– Миледи, я могу что-то сделать для вас? – осторожно спрашивала Мира.
– Благодарю за заботу, дитя мое, – отвечала графиня с тем оттенком вежливости, который почти граничит с презрением.
После дня библиотечных раскопок Мира хотела было рассказать ей о находках – о безумном Шуте и мертвом бароне из Южного Пути – но остереглась. Леди Сибил наверняка не одобрит этих розысков, а уж тем более – того обстоятельства, что в них по случаю оказался посвящен секретарь императора.
А после прогулки в саду Люмини Миру переполняли чувства. Был азарт открытий и радость общения с умным собеседником, каким оказался Итан, и удивление от странных рассказов Бекки Южанки, и тревожные сомнения, связанные с императорским кузеном. Девушку распирали изнутри противоречивые впечатления, хотелось… нет, просто необходимо было поделиться всем этим с графиней! Вот только она не находила, с какой стороны подступиться к разговору. Начни Мира с Адамара и своих подозрений – леди Сибил разгневается, что девушка ослушалась ее. Расскажи о Бекке и будущем браке владыки – графиня непременно вспомнит аудиенцию и станет раздражительна.

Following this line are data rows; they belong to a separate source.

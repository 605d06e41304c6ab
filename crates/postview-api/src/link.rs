// ── Link header pagination ──
//
// Collection responses advertise neighbouring pages as
// `<url>; rel="next", <url>; rel="last"`. Only well-formed entries are
// kept; anything unparsable is skipped, so a broken header reads the
// same as a missing one (terminal page).

use std::collections::HashMap;

use tracing::debug;
use url::Url;

/// Relations parsed from a `Link` response header.
#[derive(Debug, Clone, Default, PartialEq, Eq)]
pub struct PageLinks {
    relations: HashMap<String, Url>,
}

impl PageLinks {
    /// Parse a raw `Link` header value.
    ///
    /// Relative targets are resolved against `request_url`. Every target is
    /// rewritten to `scheme`: the placeholder API advertises `http://` links
    /// even when served over TLS, and following them would downgrade the
    /// connection.
    pub fn parse(header: Option<&str>, request_url: &Url, scheme: &str) -> Self {
        let mut relations = HashMap::new();
        let Some(header) = header else {
            return Self { relations };
        };

        for entry in split_entries(header) {
            let Some((target, params)) = split_entry(entry) else {
                debug!(entry, "skipping malformed link entry");
                continue;
            };
            let Some(rels) = rel_param(params) else {
                continue;
            };

            let mut url = match request_url.join(target) {
                Ok(url) => url,
                Err(e) => {
                    debug!(target, error = %e, "skipping unparsable link target");
                    continue;
                }
            };
            if url.scheme() != scheme && url.set_scheme(scheme).is_err() {
                debug!(%url, scheme, "could not force link scheme");
            }

            for rel in rels.split_whitespace() {
                relations.insert(rel.to_ascii_lowercase(), url.clone());
            }
        }

        Self { relations }
    }

    /// The `rel="next"` target, or `None` on the last page.
    pub fn next(&self) -> Option<&Url> {
        self.get("next")
    }

    pub fn get(&self, rel: &str) -> Option<&Url> {
        self.relations.get(rel)
    }

    pub fn is_empty(&self) -> bool {
        self.relations.is_empty()
    }

    pub fn len(&self) -> usize {
        self.relations.len()
    }
}

/// Split a header into its comma-separated entries. Commas inside `<...>`
/// targets or quoted parameter values belong to the entry.
fn split_entries(header: &str) -> Vec<&str> {
    let mut entries = Vec::new();
    let mut start = 0;
    let mut in_target = false;
    let mut in_quotes = false;

    for (i, c) in header.char_indices() {
        match c {
            '<' if !in_quotes => in_target = true,
            '>' if !in_quotes => in_target = false,
            '"' if !in_target => in_quotes = !in_quotes,
            ',' if !in_target && !in_quotes => {
                entries.push(&header[start..i]);
                start = i + 1;
            }
            _ => {}
        }
    }
    entries.push(&header[start..]);
    entries
}

/// Split `<target>; params` into its two halves.
fn split_entry(entry: &str) -> Option<(&str, &str)> {
    let rest = entry.trim().strip_prefix('<')?;
    let (target, params) = rest.split_once('>')?;
    Some((target.trim(), params))
}

/// Extract the (unquoted) value of the `rel` parameter.
fn rel_param(params: &str) -> Option<&str> {
    params.split(';').find_map(|param| {
        let (name, value) = param.split_once('=')?;
        name.trim()
            .eq_ignore_ascii_case("rel")
            .then(|| value.trim().trim_matches('"'))
    })
}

Случай разрешил сомнения. После ужина горничная внесла очередной свиток с печатью, и леди Сибил протянула за ним руку, но служанка осторожно предупредила:
– Миледи, это письмо передано для леди Глории.
– Что?..
Графиня повертела свиток в ладони, явно подумывая, не прочесть ли, но все же отдала Мире. Девушка взяла его с беспокойством, скорее радостным, чем тревожным, но и с оттенком печали. Письмо! Всю жизнь ей некому было писать письма и не от кого ждать их. Большинство знакомых Миры были неграмотны, да и жили с нею в одних стенах. Единственным ее адресатом был отец. В свое время он взялся обучить дочку искусству сложения посланий. Они писали друг другу, находясь в разных помещеньях одного замка. «Милостивый лорд, желаю Вам здравия и благоденствия», – начинала она и улыбалась своей притворной строгости, а заканчивала: «Писано в горнице замка Стагфорт, в час вечернего розового солнца», или так: «Свои строки скрепляю печатью в день такой-то, года такого-то от Сошествия, вскоре после закрытия замковых ворот».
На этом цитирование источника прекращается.